What is expected
Check each line of the listing below for the word "impl" and say how many lines have it. Nothing else should be written.
━━━━━ Supplied data
use std::cmp::Ordering as CmpOrdering;
use std::fmt;
use std::sync::atomic::{AtomicUsize, Ordering};

use parking_lot::{Mutex, MutexGuard};
use rayon::prelude::*;

type Page<T> = Box<[T]>;

/// Growable array stored as a table of fixed-size pages.
///
/// Single-writer operations take `&mut self`. Concurrent appends go through
/// [`ValueBuffer`]s, which hand whole or partial pages to the parent under a
/// lock that only guards the page table. Concurrent appends keep every value
/// but do not preserve the order in which values were pushed.
pub struct PagedArray<T, const LOG2_PAGE_SIZE: usize = 10> {
    pages: Mutex<Vec<Page<T>>>,
    size: AtomicUsize,
}

impl<T, const LOG2_PAGE_SIZE: usize> PagedArray<T, LOG2_PAGE_SIZE>
where
    T: Copy + Default + Send + Sync,
{
    pub const PAGE_SIZE: usize = 1 << LOG2_PAGE_SIZE;
    const MASK: usize = Self::PAGE_SIZE - 1;

    pub fn new() -> Self {
        Self {
            pages: Mutex::new(Vec::new()),
            size: AtomicUsize::new(0),
        }
    }

    pub fn page_size() -> usize {
        Self::PAGE_SIZE
    }

    pub fn log2_page_size() -> usize {
        LOG2_PAGE_SIZE
    }

    pub fn len(&self) -> usize {
        self.size.load(Ordering::Acquire)
    }

    pub fn is_empty(&self) -> bool {
        self.len() == 0
    }

    pub fn page_count(&self) -> usize {
        self.pages.lock().len()
    }

    pub fn capacity(&self) -> usize {
        self.page_count() * Self::PAGE_SIZE
    }

    pub fn free_count(&self) -> usize {
        self.capacity() - self.len()
    }

    pub fn is_partially_full(&self) -> bool {
        self.len() & Self::MASK != 0
    }

    pub fn mem_usage(&self) -> usize {
        std::mem::size_of::<Self>()
            + self.page_count() * (Self::PAGE_SIZE * std::mem::size_of::<T>() + std::mem::size_of::<Page<T>>())
    }

    pub fn push(&mut self, value: T) -> usize {
        let index = *self.size.get_mut();
        let pages = self.pages.get_mut();
        if index >= pages.len() * Self::PAGE_SIZE {
            pages.push(Self::new_page());
        }
        pages[index >> LOG2_PAGE_SIZE][index & Self::MASK] = value;
        *self.size.get_mut() = index + 1;
        index
    }

    pub fn get(&self, index: usize) -> Option<T> {
        if index >= self.len() {
            return None;
        }
        let pages = self.pages.lock();
        Some(pages[index >> LOG2_PAGE_SIZE][index & Self::MASK])
    }

    pub fn get_mut(&mut self, index: usize) -> Option<&mut T> {
        if index >= *self.size.get_mut() {
            return None;
        }
        let pages = self.pages.get_mut();
        Some(&mut pages[index >> LOG2_PAGE_SIZE][index & Self::MASK])
    }

    pub fn set(&mut self, index: usize, value: T) -> bool {
        match self.get_mut(index) {
            Some(slot) => {
                *slot = value;
                true
            }
            None => false,
        }
    }

    /// Ensures the page table can hold `index`, allocating whole pages.
    pub fn grow(&self, index: usize) {
        let mut pages = self.pages.lock();
        while index >= pages.len() * Self::PAGE_SIZE {
            pages.push(Self::new_page());
        }
    }

    pub fn resize(&mut self, size: usize) {
        let capacity = self.pages.get_mut().len() * Self::PAGE_SIZE;
        *self.size.get_mut() = size;
        if size > capacity {
            self.grow(size - 1);
        } else {
            self.shrink_to_fit();
        }
    }

    pub fn resize_with_value(&mut self, size: usize, value: T) {
        self.resize(size);
        self.fill(value);
    }

    /// Frees trailing pages that hold no live elements. The page containing
    /// the next push position is kept.
    pub fn shrink_to_fit(&mut self) {
        let keep = (*self.size.get_mut() >> LOG2_PAGE_SIZE) + 1;
        self.pages.get_mut().truncate(keep);
    }

    pub fn clear(&mut self) {
        self.pages.get_mut().clear();
        *self.size.get_mut() = 0;
    }

    /// Sets every allocated slot, live or not, one page per task.
    pub fn fill(&mut self, value: T) {
        self.pages
            .get_mut()
            .par_iter_mut()
            .for_each(|page| page.fill(value));
    }

    /// Copies the live elements into `out`, which must be at least `len()` long.
    pub fn copy_to(&self, out: &mut [T]) -> bool {
        let size = self.len();
        if out.len() < size {
            return false;
        }
        let pages = self.pages.lock();
        out[..size]
            .par_chunks_mut(Self::PAGE_SIZE)
            .zip(pages.par_iter())
            .for_each(|(dst, page)| dst.copy_from_slice(&page[..dst.len()]));
        true
    }

    pub fn to_vec(&self) -> Vec<T> {
        let mut out = vec![T::default(); self.len()];
        self.copy_to(&mut out);
        out
    }

    pub fn iter(&self) -> Iter<'_, T, LOG2_PAGE_SIZE> {
        Iter {
            pages: self.pages.lock(),
            index: 0,
            size: self.len(),
        }
    }

    pub fn sort(&mut self)
    where
        T: Ord,
    {
        self.sort_by(|a, b| a.cmp(b));
    }

    pub fn inv_sort(&mut self)
    where
        T: Ord,
    {
        self.sort_by(|a, b| b.cmp(a));
    }

    pub fn sort_by<F>(&mut self, compare: F)
    where
        F: Fn(&T, &T) -> CmpOrdering + Sync,
    {
        let mut values = self.to_vec();
        values.par_sort_by(compare);
        let pages = self.pages.get_mut();
        values
            .par_chunks(Self::PAGE_SIZE)
            .zip(pages.par_iter_mut())
            .for_each(|(src, page)| page[..src.len()].copy_from_slice(src));
    }

    /// Moves every element of `other` into `self`, leaving `other` empty.
    /// A partially filled tail page of `self` is re-appended after the
    /// spliced pages, so order is only kept within each side.
    pub fn merge(&mut self, other: &mut Self) {
        let other_size = *other.size.get_mut();
        if other_size == 0 {
            return;
        }
        let mut size = *self.size.get_mut();
        let pages = self.pages.get_mut();
        Self::trim_unused(pages, size);

        let tail_count = size & Self::MASK;
        let tail = if tail_count > 0 {
            size -= tail_count;
            pages.pop()
        } else {
            None
        };

        let other_pages = other.pages.get_mut();
        Self::trim_unused(other_pages, other_size);
        pages.append(other_pages);
        size += other_size;
        *other.size.get_mut() = 0;

        if let Some(page) = tail {
            Self::add_partially_full(pages, &mut size, page, tail_count);
        }
        *self.size.get_mut() = size;
    }

    pub fn buffer(&self) -> ValueBuffer<'_, T, LOG2_PAGE_SIZE> {
        ValueBuffer {
            parent: self,
            page: Some(Self::new_page()),
            len: 0,
        }
    }

    fn new_page() -> Page<T> {
        vec![T::default(); Self::PAGE_SIZE].into_boxed_slice()
    }

    fn trim_unused(pages: &mut Vec<Page<T>>, size: usize) {
        pages.truncate(size.div_ceil(Self::PAGE_SIZE));
    }

    /// Hands a staged page to the array. Returns the page when its contents
    /// were copied rather than adopted.
    fn add(&self, page: Page<T>, count: usize) -> Option<Page<T>> {
        if count == 0 {
            return Some(page);
        }
        let mut pages = self.pages.lock();
        let mut size = self.size.load(Ordering::Acquire);
        Self::trim_unused(&mut pages, size);
        let returned = if count == Self::PAGE_SIZE {
            Self::add_full(&mut pages, &mut size, page);
            None
        } else {
            Self::add_partially_full(&mut pages, &mut size, page, count)
        };
        self.size.store(size, Ordering::Release);
        returned
    }

    fn add_full(pages: &mut Vec<Page<T>>, size: &mut usize, mut page: Page<T>) {
        if *size & Self::MASK != 0 {
            // keep the partially filled page at the tail
            if let Some(tail) = pages.last_mut() {
                std::mem::swap(tail, &mut page);
            }
        }
        pages.push(page);
        *size += Self::PAGE_SIZE;
    }

    fn add_partially_full(
        pages: &mut Vec<Page<T>>,
        size: &mut usize,
        page: Page<T>,
        count: usize,
    ) -> Option<Page<T>> {
        if *size & Self::MASK == 0 && pages.len() * Self::PAGE_SIZE == *size {
            pages.push(page);
            *size += count;
            return None;
        }
        for (offset, value) in page[..count].iter().enumerate() {
            let index = *size + offset;
            if index >= pages.len() * Self::PAGE_SIZE {
                pages.push(Self::new_page());
            }
            pages[index >> LOG2_PAGE_SIZE][index & Self::MASK] = *value;
        }
        *size += count;
        Some(page)
    }
}

impl<T, const LOG2_PAGE_SIZE: usize> Default for PagedArray<T, LOG2_PAGE_SIZE>
where
    T: Copy + Default + Send + Sync,
{
    fn default() -> Self {
        Self::new()
    }
}

impl<T, const LOG2_PAGE_SIZE: usize> fmt::Debug for PagedArray<T, LOG2_PAGE_SIZE>
where
    T: Copy + Default + Send + Sync,
{
    fn fmt(&self, f: &mut fmt::Formatter<'_>) -> fmt::Result {
        f.debug_struct("PagedArray")
            .field("len", &self.len())
            .field("page_count", &self.page_count())
            .field("page_size", &Self::PAGE_SIZE)
            .finish()
    }
}

pub struct Iter<'a, T, const LOG2_PAGE_SIZE: usize> {
    pages: MutexGuard<'a, Vec<Page<T>>>,
    index: usize,
    size: usize,
}

impl<T: Copy, const LOG2_PAGE_SIZE: usize> Iterator for Iter<'_, T, LOG2_PAGE_SIZE> {
    type Item = T;

    fn next(&mut self) -> Option<T> {
        if self.index >= self.size {
            return None;
        }
        let index = self.index;
        self.index += 1;
        Some(self.pages[index >> LOG2_PAGE_SIZE][index & ((1 << LOG2_PAGE_SIZE) - 1)])
    }

    fn size_hint(&self) -> (usize, Option<usize>) {
        let remaining = self.size - self.index;
        (remaining, Some(remaining))
    }
}

/// Thread-local staging page for concurrent appends into a [`PagedArray`].
/// Values reach the parent when the page fills, on [`ValueBuffer::flush`],
/// or when the buffer is dropped.
pub struct ValueBuffer<'a, T, const LOG2_PAGE_SIZE: usize>
where
    T: Copy + Default + Send + Sync,
{
    parent: &'a PagedArray<T, LOG2_PAGE_SIZE>,
    page: Option<Page<T>>,
    len: usize,
}

impl<T, const LOG2_PAGE_SIZE: usize> ValueBuffer<'_, T, LOG2_PAGE_SIZE>
where
    T: Copy + Default + Send + Sync,
{
    pub fn push(&mut self, value: T) {
        let page = self
            .page
            .get_or_insert_with(PagedArray::<T, LOG2_PAGE_SIZE>::new_page);
        page[self.len] = value;
        self.len += 1;
        if self.len == PagedArray::<T, LOG2_PAGE_SIZE>::PAGE_SIZE {
            self.flush();
        }
    }

    pub fn flush(&mut self) {
        if self.len == 0 {
            return;
        }
        if let Some(page) = self.page.take() {
            self.page = self.parent.add(page, self.len);
        }
        self.len = 0;
    }

    pub fn len(&self) -> usize {
        self.len
    }

    pub fn is_empty(&self) -> bool {
        self.len == 0
    }

    pub fn page_size() -> usize {
        PagedArray::<T, LOG2_PAGE_SIZE>::PAGE_SIZE
    }
}

impl<T, const LOG2_PAGE_SIZE: usize> Drop for ValueBuffer<'_, T, LOG2_PAGE_SIZE>
where
    T: Copy + Default + Send + Sync,
{
    fn drop(&mut self) {
        self.flush();
    }
}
━━━━━━━━━━
Answer below
6